(PROBLEM):
Lines below that include the word "every" should each be copied.

────────────────

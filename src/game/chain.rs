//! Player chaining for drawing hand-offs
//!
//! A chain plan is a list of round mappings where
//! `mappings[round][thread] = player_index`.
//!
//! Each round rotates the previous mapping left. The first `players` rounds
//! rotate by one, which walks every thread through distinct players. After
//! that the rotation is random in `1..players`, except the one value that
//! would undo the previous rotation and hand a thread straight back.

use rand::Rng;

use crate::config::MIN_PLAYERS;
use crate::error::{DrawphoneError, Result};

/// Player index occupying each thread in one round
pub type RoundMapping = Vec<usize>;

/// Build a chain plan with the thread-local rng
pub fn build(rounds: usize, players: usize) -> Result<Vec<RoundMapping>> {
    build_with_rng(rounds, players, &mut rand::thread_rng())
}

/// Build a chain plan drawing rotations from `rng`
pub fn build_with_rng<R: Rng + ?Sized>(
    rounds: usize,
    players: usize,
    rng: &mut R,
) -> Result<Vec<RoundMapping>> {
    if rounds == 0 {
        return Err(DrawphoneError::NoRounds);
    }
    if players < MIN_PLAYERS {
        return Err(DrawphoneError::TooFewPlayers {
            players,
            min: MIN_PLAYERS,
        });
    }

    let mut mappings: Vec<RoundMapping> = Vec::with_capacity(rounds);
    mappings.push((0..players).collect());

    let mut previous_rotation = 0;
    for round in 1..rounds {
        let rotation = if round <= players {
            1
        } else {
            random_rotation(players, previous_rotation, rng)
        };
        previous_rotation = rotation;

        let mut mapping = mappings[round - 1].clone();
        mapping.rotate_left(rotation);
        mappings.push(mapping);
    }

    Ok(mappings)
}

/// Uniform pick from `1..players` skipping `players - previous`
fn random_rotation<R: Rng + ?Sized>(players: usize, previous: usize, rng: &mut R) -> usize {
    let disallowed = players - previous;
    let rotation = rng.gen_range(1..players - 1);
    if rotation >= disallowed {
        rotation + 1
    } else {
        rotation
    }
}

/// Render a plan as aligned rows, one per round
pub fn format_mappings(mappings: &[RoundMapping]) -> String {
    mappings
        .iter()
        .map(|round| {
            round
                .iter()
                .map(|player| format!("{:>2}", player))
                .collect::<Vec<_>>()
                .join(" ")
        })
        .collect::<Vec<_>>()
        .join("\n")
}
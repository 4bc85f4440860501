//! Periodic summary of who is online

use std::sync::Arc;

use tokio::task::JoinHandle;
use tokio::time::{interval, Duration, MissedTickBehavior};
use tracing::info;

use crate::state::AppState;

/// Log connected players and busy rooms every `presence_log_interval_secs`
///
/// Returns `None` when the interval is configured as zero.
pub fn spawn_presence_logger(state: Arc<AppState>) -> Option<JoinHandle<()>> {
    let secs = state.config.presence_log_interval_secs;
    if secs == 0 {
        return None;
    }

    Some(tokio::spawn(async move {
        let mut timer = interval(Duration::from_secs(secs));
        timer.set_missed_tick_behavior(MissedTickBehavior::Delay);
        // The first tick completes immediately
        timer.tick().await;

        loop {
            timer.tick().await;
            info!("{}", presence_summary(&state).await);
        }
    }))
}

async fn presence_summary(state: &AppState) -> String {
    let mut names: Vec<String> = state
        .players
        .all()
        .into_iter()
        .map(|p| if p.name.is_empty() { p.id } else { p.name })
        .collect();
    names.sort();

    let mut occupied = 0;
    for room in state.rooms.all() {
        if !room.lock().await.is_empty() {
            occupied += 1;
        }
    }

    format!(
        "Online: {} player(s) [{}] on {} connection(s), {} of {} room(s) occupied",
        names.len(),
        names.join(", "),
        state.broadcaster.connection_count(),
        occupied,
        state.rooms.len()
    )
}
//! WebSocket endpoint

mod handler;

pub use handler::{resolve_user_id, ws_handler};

────────────────

(WRITTEN REPLY):
//! rotate by one, which walks every thread through distinct players. After
/// Log connected players and busy rooms every `presence_log_interval_secs`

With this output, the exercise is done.